Männliche Patienten werden in der Regel bereits mit weniger
ausgeprägten Symptomen einem intensiven medizinischen Check
unterzogen.
Krankenhausalltag
Das dies nicht aus dem Bereich der medizinischen Mythen stammt,
sondern den Status Quo des Krankenhaus-Alltags beschreibt, zeigen die
Studien der Innsbrucker Wissenschaftlerin Margarethe
Hochleitner. Die Fachärztin für Innere Medizin widmet sich seit 1993
frauenspezifischen Forschungsprojekten im Gesundheitsbereich. So
untersuchte sie mit ihrem Team den Zugang zu Herzuntersuchungen und
Behandlungen in Tiroler Krankenhäusern. Die Ergebnisse sind
besorgniserregend: "In jeder Altersgruppe wurden mehr Männer als
Frauen auf dem höchsten verfügbaren technischen Level behandelt, auch
in der Altersgruppe 80+, in der Frauen ein deutlich höheres
Herzrisiko haben". Die Statistik zeigt, dass - sowohl in absoluten
Zahlen, als auch prozentuell - mehr Frauen als Männer an
Herz-Kreislauferkrankungen sterben. Und das obwohl Frauen häufiger
als Männer ärztliche Hilfe in Anspruch nehmen und konsequenter in der
Befolgung empfohlener Therapien sind.
Medikamente werden an Männern getestet
Dass dies in vielen Fällen nicht genügt, zeigen internationale
Studien. Gängige Therapien und handelsübliche Medikamente wirken auf
Frauen offensichtlich nicht so gut wie auf den männlichen Organismus.
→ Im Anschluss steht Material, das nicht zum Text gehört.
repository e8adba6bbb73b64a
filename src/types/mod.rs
pub mod error;
pub mod record;
pub mod report;

pub use error::{Result, ResultExt, ScopeError};
pub use record::FileRecord;
pub use report::{
    AnalysisOutcome, AnalysisReport, Enrichment, FailedAnalysis, Section, error_section, section,
};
Die Folge ist eine deutlich höhere Mortalitätsrate bei gleichen
Krankheitsbildern. Besonders auffällig ist dies bei
Herz-Kreislauf-Erkrankungen oder in der HIV-Therapie.
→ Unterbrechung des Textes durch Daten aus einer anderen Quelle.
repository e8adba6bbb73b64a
//! Analyze Command
//!
//! Analyze a single file and print its report.

use std::path::PathBuf;
use std::time::Duration;

use tracing::info;

use crate::analyzer::{AnalysisHints, AnalyzerOptions, Category, FileClassifier};
use crate::cli::ui::Output;
use crate::cli::util::{is_json, load_config, print_json};
use crate::enrich::{create_enricher, enrich_report};
use crate::types::{AnalysisOutcome, Result, ScopeError};

pub struct AnalyzeOptions {
    pub file: PathBuf,
    pub category: Option<Category>,
    pub mime: Option<String>,
    pub enrich: bool,
    pub format: String,
}

pub async fn run(options: AnalyzeOptions) -> Result<()> {
    let config = load_config(|_| {})?;
    let classifier = FileClassifier::new(AnalyzerOptions::from(&config.analysis));
    let hints = AnalysisHints {
        forced_category: options.category,
        mime_override: options.mime,
    };

    let path = options.file.clone();
    let outcome = tokio::task::spawn_blocking(move || classifier.analyze_path(&path, &hints))
        .await
        .map_err(|e| ScopeError::Context(format!("Analysis task failed: {}", e)))?;

    let mut report = match outcome {
        AnalysisOutcome::Completed(report) => *report,
        AnalysisOutcome::Failed(failed) => {
            if is_json(&options.format) {
                print_json(&AnalysisOutcome::Failed(failed.clone()))?;
            }
            return Err(ScopeError::Context(failed.error));
        }
    };

    if options.enrich {
        let enricher = create_enricher(&config.enrichment)?;
        info!(enricher = enricher.name(), "Enriching report");
        let timeout = Duration::from_secs(config.enrichment.timeout_secs);
        report = enrich_report(enricher.as_ref(), report, timeout).await;
    }

    if is_json(&options.format) {
        print_json(&AnalysisOutcome::Completed(Box::new(report)))
    } else {
        Output::new().report(&report);
        Ok(())
    }
}
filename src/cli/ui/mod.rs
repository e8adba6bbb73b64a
mod output;

pub use output::Output;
Die World Health Organization (WHO) führt die schlechtere
Wirksamkeit pharmazeutischer Präparate auf den weiblichen Organismus
auf die mangelnde Berücksichtigung von Frauen im Rahmen klinischer
Studien zurück. So werden neue Medikamente in den USA und
Großbritannien fast ausschließlich an männlichen Probanden getestet.
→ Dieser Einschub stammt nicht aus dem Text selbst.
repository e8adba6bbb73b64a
//! OpenAI-compatible Enricher
//!
//! Sends a summary of the core report to a Chat Completions endpoint and asks
//! for a JSON object with recommendations, a risk level and integrations.

use async_trait::async_trait;
use secrecy::{ExposeSecret, SecretString};
use serde::{Deserialize, Serialize};
use serde_json::Value;
use std::time::{Duration, Instant};
use tracing::{debug, info};

use super::Enricher;
use crate::config::EnrichmentConfig;
use crate::types::{AnalysisReport, Enrichment, Result, ScopeError};

/// Section JSON longer than this is cut before it goes into the prompt
const MAX_SECTION_CHARS: usize = 2000;

const SYSTEM_PROMPT: &str = "You review file analysis reports. Respond ONLY with a JSON object: \
{\"recommendations\": [string], \"risk_level\": \"low\"|\"medium\"|\"high\", \
\"integrations\": [string], \"confidence\": number between 0 and 1}";

/// OpenAI API enricher with secure API key handling
pub struct OpenAiEnricher {
    /// API key stored securely - never exposed in logs or debug output
    api_key: SecretString,
    api_base: String,
    model: String,
    temperature: f32,
    max_tokens: usize,
    client: reqwest::Client,
}

impl std::fmt::Debug for OpenAiEnricher {
    fn fmt(&self, f: &mut std::fmt::Formatter<'_>) -> std::fmt::Result {
        f.debug_struct("OpenAiEnricher")
            .field("api_key", &"[REDACTED]")
            .field("api_base", &self.api_base)
            .field("model", &self.model)
            .field("temperature", &self.temperature)
            .field("max_tokens", &self.max_tokens)
            .finish()
    }
}

impl OpenAiEnricher {
    pub fn new(config: &EnrichmentConfig) -> Result<Self> {
        let api_key_str = config
            .api_key
            .clone()
            .or_else(|| std::env::var("OPENAI_API_KEY").ok())
            .ok_or_else(|| {
                ScopeError::Config(
                    "OpenAI API key not found. Set OPENAI_API_KEY env var or provide in config"
                        .to_string(),
                )
            })?;

        let client = reqwest::Client::builder()
            .timeout(Duration::from_secs(config.timeout_secs))
            .build()
            .map_err(|e| ScopeError::Enrichment(format!("Failed to create HTTP client: {}", e)))?;

        Ok(Self {
            api_key: SecretString::from(api_key_str),
            api_base: config.api_base.trim_end_matches('/').to_string(),
            model: config.model.clone(),
            temperature: config.temperature,
            max_tokens: config.max_tokens,
            client,
        })
    }

    fn build_request(&self, report: &AnalysisReport) -> ChatCompletionRequest {
        ChatCompletionRequest {
            model: self.model.clone(),
            messages: vec![
                ChatMessage {
                    role: "system".to_string(),
                    content: SYSTEM_PROMPT.to_string(),
                },
                ChatMessage {
                    role: "user".to_string(),
                    content: build_prompt(report),
                },
            ],
            temperature: self.temperature,
            max_tokens: Some(self.max_tokens),
            response_format: Some(ResponseFormat {
                format_type: "json_object".to_string(),
            }),
        }
    }
}

fn build_prompt(report: &AnalysisReport) -> String {
    let section = |value: &crate::types::Section| {
        let json = serde_json::to_string(value).unwrap_or_default();
        match json.char_indices().nth(MAX_SECTION_CHARS) {
            Some((cut, _)) => format!("{}...", &json[..cut]),
            None => json,
        }
    };

    format!(
        "File: {}\nCategory: {}\nSize: {}\n\nStructure: {}\nContent: {}\nQuality: {}\nSecurity: {}\n\n\
         Suggest improvements, assess the risk and list systems this file could integrate with.",
        report.record.name,
        report.category,
        report.record.size_human,
        section(&report.structure),
        section(&report.content),
        section(&report.quality),
        section(&report.security),
    )
}

/// Fields the model is asked to return
#[derive(Debug, Default, Deserialize)]
#[serde(default)]
struct Insights {
    recommendations: Vec<String>,
    risk_level: String,
    integrations: Vec<String>,
    confidence: f64,
}

/// Parse the model's answer, tolerating a fenced code block around the JSON
fn parse_insights(content: &str, model: &str) -> Result<Enrichment> {
    let start = content.find('{');
    let end = content.rfind('}');
    let json = match (start, end) {
        (Some(s), Some(e)) if s < e => &content[s..=e],
        _ => {
            return Err(ScopeError::Enrichment(
                "No JSON object in enrichment response".to_string(),
            ));
        }
    };

    let insights: Insights = serde_json::from_str(json)?;
    Ok(Enrichment {
        model: model.to_string(),
        recommendations: insights.recommendations,
        risk_level: if insights.risk_level.is_empty() {
            "unknown".to_string()
        } else {
            insights.risk_level
        },
        integrations: insights.integrations,
        confidence: insights.confidence.clamp(0.0, 1.0),
        error: None,
    })
}

#[async_trait]
impl Enricher for OpenAiEnricher {
    async fn enrich(&self, report: &AnalysisReport) -> Result<Enrichment> {
        info!(
            "Enriching {} with OpenAI (model: {})",
            report.record.name, self.model
        );

        let start_time = Instant::now();
        let request = self.build_request(report);
        let url = format!("{}/chat/completions", self.api_base);

        let response = self
            .client
            .post(&url)
            .header(
                "Authorization",
                format!("Bearer {}", self.api_key.expose_secret()),
            )
            .header("Content-Type", "application/json")
            .json(&request)
            .send()
            .await
            .map_err(|e| ScopeError::Enrichment(format!("OpenAI request failed: {}", e)))?;

        if !response.status().is_success() {
            let status = response.status();
            let body = response.text().await.unwrap_or_default();
            return Err(ScopeError::Enrichment(format!(
                "OpenAI API error ({}): {}",
                status, body
            )));
        }

        let response_body: ChatCompletionResponse = response.json().await.map_err(|e| {
            ScopeError::Enrichment(format!("Failed to parse OpenAI response: {}", e))
        })?;

        let content = response_body
            .choices
            .first()
            .and_then(|c| c.message.content.as_ref())
            .ok_or_else(|| ScopeError::Enrichment("No content in OpenAI response".to_string()))?;

        debug!(
            elapsed_ms = start_time.elapsed().as_millis() as u64,
            "Received enrichment response"
        );
        parse_insights(content, &self.model)
    }

    fn name(&self) -> &str {
        "openai"
    }
}

// Request/Response types

#[derive(Debug, Serialize)]
struct ChatCompletionRequest {
    model: String,
    messages: Vec<ChatMessage>,
    temperature: f32,
    #[serde(skip_serializing_if = "Option::is_none")]
    max_tokens: Option<usize>,
    #[serde(skip_serializing_if = "Option::is_none")]
    response_format: Option<ResponseFormat>,
}

#[derive(Debug, Serialize)]
struct ChatMessage {
    role: String,
    content: String,
}

#[derive(Debug, Serialize)]
struct ResponseFormat {
    #[serde(rename = "type")]
    format_type: String,
}

#[derive(Debug, Deserialize)]
struct ChatCompletionResponse {
    choices: Vec<Choice>,
}

#[derive(Debug, Deserialize)]
struct Choice {
    message: ResponseMessage,
}

#[derive(Debug, Deserialize)]
struct ResponseMessage {
    content: Option<String>,
}

#[cfg(test)]
mod tests {
    use super::*;
    use crate::analyzer::{AnalysisHints, FileClassifier};

    fn enricher() -> OpenAiEnricher {
        let config = EnrichmentConfig {
            api_key: Some("sk-test-key".to_string()),
            api_base: "http://localhost:9/v1/".to_string(),
            ..Default::default()
        };
        OpenAiEnricher::new(&config).unwrap()
    }

    #[test]
    fn test_debug_redacts_key() {
        let debug = format!("{:?}", enricher());
        assert!(debug.contains("[REDACTED]"));
        assert!(!debug.contains("sk-test-key"));
    }

    #[test]
    fn test_request_carries_report_summary() {
        let report = FileClassifier::default().analyze_bytes(
            "app.py",
            b"def main():\n    pass\n",
            &AnalysisHints::default(),
        );
        let enricher = enricher();
        assert_eq!(enricher.api_base, "http://localhost:9/v1");

        let request = enricher.build_request(&report);
        let body = serde_json::to_value(&request).unwrap();
        assert_eq!(body["response_format"]["type"], "json_object");
        assert_eq!(body["messages"][0]["role"], "system");
        let prompt = body["messages"][1]["content"].as_str().unwrap();
        assert!(prompt.contains("File: app.py"));
        assert!(prompt.contains("Category: code"));
        assert!(prompt.contains("functions_count"));
    }

    #[test]
    fn test_parse_insights_from_fenced_block() {
        let content = "```json\n{\"recommendations\": [\"add tests\"], \"risk_level\": \"low\", \"confidence\": 1.7}\n```";
        let enrichment = parse_insights(content, "gpt-4o-mini").unwrap();
        assert_eq!(enrichment.model, "gpt-4o-mini");
        assert_eq!(enrichment.recommendations, vec!["add tests"]);
        assert_eq!(enrichment.risk_level, "low");
        assert!(enrichment.integrations.is_empty());
        assert_eq!(enrichment.confidence, 1.0);
    }

    #[test]
    fn test_parse_insights_rejects_prose() {
        assert!(matches!(
            parse_insights("I cannot help with that", "m"),
            Err(ScopeError::Enrichment(_))
        ));
    }
}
Wie die American Medical Association bereits 1991 festgestellt hat,
vernachlässigen viele ForscherInnen in ihren Studien die unterschiedlichen
Auswirkungen gleichartiger Krankheiten auf den männlichen und den
weiblichen Körper. Gerade im Bereich der Herzerkrankungen sind jedoch
klare geschlechtsspezifische Unterschiede in der Charakteristik des
Krankheitsverlaufes zu beobachten. Aber auch Depressionen führen bei
Männern und Frauen zu unterschiedlich starken Reaktionen, wie die
Selbstmordstatistik zeigt: So greifen Männer mehrheitlich zu letal
wirkenden Methoden, während Frauen, die es überwiegend mit Tabletten
versuchen, oft gerettet werden können.
Dabei wäre es alleine aus bevölkerungsstatischen Gründen mehr als
gerechtfertigt frauenspezifischen Gesundheitsfragen mehr Beachtung zu
schenken. Wie Anita Rieder, Institut für Sozialmedizin der Uni Wien,
betont, sind 51,2 Prozent der EuropäerInnen weiblich. Das Verhältnis fällt vor
allem in der Generation 80+ mit oftmals mehr als 70 Prozent deutlich
zugunsten des weiblichen Geschlechts aus. Für Rieder stellt sich die
Situation wie folgt dar: "Die Lebenserwartung steigt immer weiter und
damit wird auch der Bedarf an differenzierter medizinischer
Versorgung von Männern und Frauen immer wichtiger."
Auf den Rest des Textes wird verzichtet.